__Work required__:
Which lines in the data below contain the word "find"? Pull each of them out.

__Working data__:

────────────────────────────────────────

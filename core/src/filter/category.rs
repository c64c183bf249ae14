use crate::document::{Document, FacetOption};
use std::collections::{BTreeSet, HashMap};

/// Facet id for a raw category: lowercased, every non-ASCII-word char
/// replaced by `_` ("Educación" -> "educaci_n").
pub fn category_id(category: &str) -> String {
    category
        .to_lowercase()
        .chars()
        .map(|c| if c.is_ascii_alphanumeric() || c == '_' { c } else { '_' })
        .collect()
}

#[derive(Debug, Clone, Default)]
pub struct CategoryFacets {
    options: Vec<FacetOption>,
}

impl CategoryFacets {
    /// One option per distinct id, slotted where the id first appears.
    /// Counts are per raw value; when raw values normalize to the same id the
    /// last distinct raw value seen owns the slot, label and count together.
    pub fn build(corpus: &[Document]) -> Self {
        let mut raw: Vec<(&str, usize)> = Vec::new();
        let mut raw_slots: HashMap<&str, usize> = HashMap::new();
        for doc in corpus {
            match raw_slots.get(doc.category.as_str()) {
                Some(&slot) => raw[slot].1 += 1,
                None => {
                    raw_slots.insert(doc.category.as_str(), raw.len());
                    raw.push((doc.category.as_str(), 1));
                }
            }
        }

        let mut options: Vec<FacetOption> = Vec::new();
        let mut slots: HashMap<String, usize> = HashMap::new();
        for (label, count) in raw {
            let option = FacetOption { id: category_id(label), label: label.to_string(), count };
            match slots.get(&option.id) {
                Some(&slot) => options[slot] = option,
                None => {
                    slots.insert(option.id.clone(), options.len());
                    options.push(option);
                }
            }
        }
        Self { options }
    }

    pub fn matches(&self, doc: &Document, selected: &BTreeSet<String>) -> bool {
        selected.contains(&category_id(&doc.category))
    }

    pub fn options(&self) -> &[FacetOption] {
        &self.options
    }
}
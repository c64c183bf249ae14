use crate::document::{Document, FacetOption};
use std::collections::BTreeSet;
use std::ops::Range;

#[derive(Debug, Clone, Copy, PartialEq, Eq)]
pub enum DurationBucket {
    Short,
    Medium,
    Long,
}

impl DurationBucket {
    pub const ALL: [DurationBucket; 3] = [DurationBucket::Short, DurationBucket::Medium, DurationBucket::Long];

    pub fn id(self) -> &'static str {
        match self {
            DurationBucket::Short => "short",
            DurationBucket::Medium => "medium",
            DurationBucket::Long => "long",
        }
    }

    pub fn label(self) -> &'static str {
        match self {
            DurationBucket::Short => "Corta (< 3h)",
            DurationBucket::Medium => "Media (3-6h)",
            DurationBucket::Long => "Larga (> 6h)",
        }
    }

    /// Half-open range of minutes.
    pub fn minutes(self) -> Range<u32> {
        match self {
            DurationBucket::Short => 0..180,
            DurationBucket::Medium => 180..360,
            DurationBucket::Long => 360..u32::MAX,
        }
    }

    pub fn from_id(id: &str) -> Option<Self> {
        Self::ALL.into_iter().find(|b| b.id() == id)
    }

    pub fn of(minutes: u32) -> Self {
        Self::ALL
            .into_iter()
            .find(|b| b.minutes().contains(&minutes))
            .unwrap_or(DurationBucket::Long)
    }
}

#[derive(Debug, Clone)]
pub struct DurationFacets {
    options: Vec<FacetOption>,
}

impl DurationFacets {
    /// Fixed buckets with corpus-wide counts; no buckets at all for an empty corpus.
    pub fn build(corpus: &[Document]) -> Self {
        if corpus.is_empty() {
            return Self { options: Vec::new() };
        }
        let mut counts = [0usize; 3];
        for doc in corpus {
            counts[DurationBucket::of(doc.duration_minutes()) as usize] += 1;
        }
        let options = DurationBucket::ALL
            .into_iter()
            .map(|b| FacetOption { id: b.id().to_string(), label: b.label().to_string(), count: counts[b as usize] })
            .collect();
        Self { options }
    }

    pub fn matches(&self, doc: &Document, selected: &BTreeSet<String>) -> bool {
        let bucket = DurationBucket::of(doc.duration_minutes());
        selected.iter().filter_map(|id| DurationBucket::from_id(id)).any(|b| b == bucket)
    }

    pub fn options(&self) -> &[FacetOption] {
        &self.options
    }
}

────────────────────────────────────────

__Output below__:
        Self::ALL.into_iter().find(|b| b.id() == id)
            .find(|b| b.minutes().contains(&minutes))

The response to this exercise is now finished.